Converging evidence from numerous previous studies highlights the relevance of attention in driving. However, these studies mostly conclude from respective situations or use complex tests that tap into further cognitive processes. Aiming a better understanding of specific attentional domains, we investigated the relation between visual selective attention, auditory selective attention, visual divided attention, switching attentional demands, switching between attributes, switching between rules, vigilance and driving performance in a driving simulator. Furthermore, we tested three-way interaction effects with respective attentional domains, inhibition and working memory. In the present study, 123 participants completed a driving scenario as well as commonly used measures of attention (SwAD-task, Oddball-task, MCST, TMT-B, D2), inhibition (Go/NoGo-task), and working memory (visual digit-span-task). Findings indicate no correlations between the tested attentional domains and driving performance.
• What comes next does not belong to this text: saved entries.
//! Output formatting for CLI commands.
//!
//! Supports table (human-readable) and JSON output formats.

use std::io::Write;

use cloudron_api::App;
use cloudron_config::BuildRecord;
use serde::Serialize;

use crate::cli::Format;
use crate::error::CliError;

/// Output formatter that handles both table and JSON output.
#[derive(Debug, Clone)]
pub struct OutputFormat {
    format: Format,
}

impl OutputFormat {
    /// Create a new output formatter.
    #[must_use]
    pub const fn new(format: Format) -> Self {
        Self { format }
    }

    /// Write a serializable value to the output.
    ///
    /// # Errors
    ///
    /// Returns an error if serialization or writing fails.
    pub fn write<W, T>(&self, writer: &mut W, value: &T) -> Result<(), CliError>
    where
        W: Write,
        T: Serialize + TableDisplay,
    {
        match self.format {
            Format::Json => {
                serde_json::to_writer_pretty(&mut *writer, value)
                    .map_err(|e| CliError::Format(format!("JSON serialization failed: {e}")))?;
                writeln!(writer)?;
            }
            Format::Table => {
                value.write_table(writer)?;
            }
        }
        Ok(())
    }
}

impl Default for OutputFormat {
    fn default() -> Self {
        Self::new(Format::Table)
    }
}

/// Trait for types that can be displayed as a table.
pub trait TableDisplay {
    /// Write the value as a human-readable table.
    ///
    /// # Errors
    ///
    /// Returns an error if writing fails.
    fn write_table<W: Write>(&self, writer: &mut W) -> Result<(), CliError>;
}

/// Installed apps.
#[derive(Debug, Clone, Serialize)]
pub struct AppList {
    /// Apps as reported by the server.
    pub apps: Vec<App>,
}

impl TableDisplay for AppList {
    fn write_table<W: Write>(&self, writer: &mut W) -> Result<(), CliError> {
        if self.apps.is_empty() {
            writeln!(writer, "No apps installed")?;
            return Ok(());
        }

        writeln!(
            writer,
            "{:<36}  {:<20}  {:<28}  {:<14}  {:<10}",
            "ID", "LOCATION", "MANIFEST", "STATE", "HEALTH"
        )?;
        writeln!(writer, "{}", "─".repeat(116))?;

        for app in &self.apps {
            writeln!(
                writer,
                "{:<36}  {:<20}  {:<28}  {:<14}  {:<10}",
                app.id,
                truncate(&app.location, 20),
                truncate(app.manifest_id(), 28),
                app.installation_state,
                app.health.as_deref().unwrap_or("-"),
            )?;
        }

        writeln!(writer)?;
        writeln!(writer, "Total: {} app(s)", self.apps.len())?;
        Ok(())
    }
}

/// One app in detail.
#[derive(Debug, Clone, Serialize)]
#[serde(transparent)]
pub struct AppDetail {
    /// The app.
    pub app: App,
}

impl TableDisplay for AppDetail {
    fn write_table<W: Write>(&self, writer: &mut W) -> Result<(), CliError> {
        let app = &self.app;
        let manifest = app.manifest.as_ref();
        writeln!(writer, "App {}", app.id)?;
        writeln!(writer, "══════════════════════════════════")?;
        writeln!(
            writer,
            "Title:       {}",
            manifest.and_then(|m| m.title.as_deref()).unwrap_or("-")
        )?;
        writeln!(writer, "Manifest:    {}", app.manifest_id())?;
        writeln!(
            writer,
            "Version:     {}",
            manifest.and_then(|m| m.version.as_deref()).unwrap_or("-")
        )?;
        writeln!(writer, "Location:    {}", app.location)?;
        if let Some(fqdn) = &app.fqdn {
            writeln!(writer, "Domain:      {fqdn}")?;
        }
        writeln!(writer)?;
        writeln!(writer, "State:       {}", app.installation_state)?;
        if let Some(progress) = &app.installation_progress {
            writeln!(writer, "Progress:    {progress}")?;
        }
        writeln!(writer, "Run state:   {}", app.run_state.as_deref().unwrap_or("-"))?;
        writeln!(writer, "Health:      {}", app.health.as_deref().unwrap_or("-"))?;
        Ok(())
    }
}

/// Build history of a project.
#[derive(Debug, Clone, Serialize)]
pub struct BuildList {
    /// Manifest id the builds belong to.
    pub project: String,
    /// Builds, oldest first.
    pub builds: Vec<BuildRecord>,
}

impl TableDisplay for BuildList {
    fn write_table<W: Write>(&self, writer: &mut W) -> Result<(), CliError> {
        if self.builds.is_empty() {
            writeln!(writer, "No builds for {}", self.project)?;
            return Ok(());
        }

        writeln!(writer, "{:<36}  {:<19}  {}", "ID", "SUBMITTED", "IMAGE")?;
        writeln!(writer, "{}", "─".repeat(96))?;
        for build in &self.builds {
            writeln!(
                writer,
                "{:<36}  {:<19}  {}",
                build.id,
                build.timestamp.format("%Y-%m-%d %H:%M:%S").to_string(),
                build.docker_image.as_deref().unwrap_or("-"),
            )?;
        }
        Ok(())
    }
}

/// Known releases.
#[derive(Debug, Clone, Serialize)]
pub struct VersionList {
    /// Release `latest` resolves to.
    pub latest: String,
    /// Releases, newest first.
    pub versions: Vec<String>,
}

impl TableDisplay for VersionList {
    fn write_table<W: Write>(&self, writer: &mut W) -> Result<(), CliError> {
        for version in &self.versions {
            if *version == self.latest {
                writeln!(writer, "{version}  (latest)")?;
            } else {
                writeln!(writer, "{version}")?;
            }
        }
        Ok(())
    }
}

/// A resolved release selector.
#[derive(Debug, Clone, Serialize)]
pub struct ResolvedVersion {
    /// Selector as given.
    pub selector: String,
    /// Pinned release.
    pub version: String,
}

impl TableDisplay for ResolvedVersion {
    fn write_table<W: Write>(&self, writer: &mut W) -> Result<(), CliError> {
        writeln!(writer, "{}", self.version)?;
        Ok(())
    }
}

/// Shorten `s` to at most `max_len` characters.
fn truncate(s: &str, max_len: usize) -> String {
    if s.chars().count() <= max_len {
        s.to_string()
    } else if max_len > 3 {
        let head: String = s.chars().take(max_len - 3).collect();
        format!("{head}...")
    } else {
        s.chars().take(max_len).collect()
    }
}

#[cfg(test)]
mod tests {
    use super::*;
    use cloudron_api::types::ManifestSummary;

    fn app(id: &str, location: &str) -> App {
        App {
            id: id.into(),
            location: location.into(),
            manifest: Some(ManifestSummary {
                id: "io.example.blog".into(),
                version: Some("1.2.0".into()),
                title: Some("Blog".into()),
            }),
            installation_state: "installed".into(),
            health: Some("healthy".into()),
            ..App::default()
        }
    }

    fn render<T: Serialize + TableDisplay>(format: Format, value: &T) -> String {
        let mut buf = Vec::new();
        OutputFormat::new(format)
            .write(&mut buf, value)
            .expect("write");
        String::from_utf8(buf).expect("utf8")
    }

    #[test]
    fn app_list_table() {
        let out = render(
            Format::Table,
            &AppList {
                apps: vec![app("a1", "blog"), app("a2", "wiki")],
            },
        );
        assert!(out.starts_with("ID"));
        assert!(out.contains("io.example.blog"));
        assert!(out.contains("wiki"));
        assert!(out.contains("Total: 2 app(s)"));
    }

    #[test]
    fn app_list_empty() {
        let out = render(Format::Table, &AppList { apps: vec![] });
        assert_eq!(out, "No apps installed\n");
    }

    #[test]
    fn app_detail_json_is_the_app() {
        let out = render(Format::Json, &AppDetail { app: app("a1", "blog") });
        let value: serde_json::Value = serde_json::from_str(&out).expect("json");
        assert_eq!(value["id"], "a1");
        assert_eq!(value["installationState"], "installed");
    }

    #[test]
    fn app_detail_table() {
        let out = render(Format::Table, &AppDetail { app: app("a1", "blog") });
        assert!(out.contains("Title:       Blog"));
        assert!(out.contains("Version:     1.2.0"));
        assert!(out.contains("Run state:   -"));
    }

    #[test]
    fn build_list_table() {
        let mut done = BuildRecord::submitted("b2");
        done.docker_image = Some("registry/blog:2".into());
        let out = render(
            Format::Table,
            &BuildList {
                project: "io.example.blog".into(),
                builds: vec![BuildRecord::submitted("b1"), done],
            },
        );
        assert!(out.contains("b1"));
        assert!(out.contains("registry/blog:2"));
    }

    #[test]
    fn version_list_marks_latest() {
        let out = render(
            Format::Table,
            &VersionList {
                latest: "0.0.2".into(),
                versions: vec!["0.0.2".into(), "0.0.1".into()],
            },
        );
        assert_eq!(out, "0.0.2  (latest)\n0.0.1\n");
    }

    #[test]
    fn truncate_short_string() {
        assert_eq!(truncate("hello", 10), "hello");
    }

    #[test]
    fn truncate_long_string() {
        assert_eq!(truncate("hello world", 8), "hello...");
    }

    #[test]
    fn truncate_multibyte() {
        assert_eq!(truncate("ääääää", 5), "ää...");
    }
}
Furthermore, we found no interaction effects with the attentional domains and the two factors of inhibition and working memory on simulator driving performance. The present findings suggest no possibility to transfer findings from specific attentional domains, as well as the used measures for inhibition, and working memory to peoples' simulator driving performance. Along with previous findings we suggest using rather context-specific tasks than basic neuropsychological measures to quantify specific attentional domains, in order to predict peoples' driving performance.

Liebherr, M.; Antons, S.; Schweig, S.; Maas, N.; Schramm, D.; Brand, M. (2019): Driving performance and specific attentional domains. Transportation Research Interdisciplinary Perspectives, 3.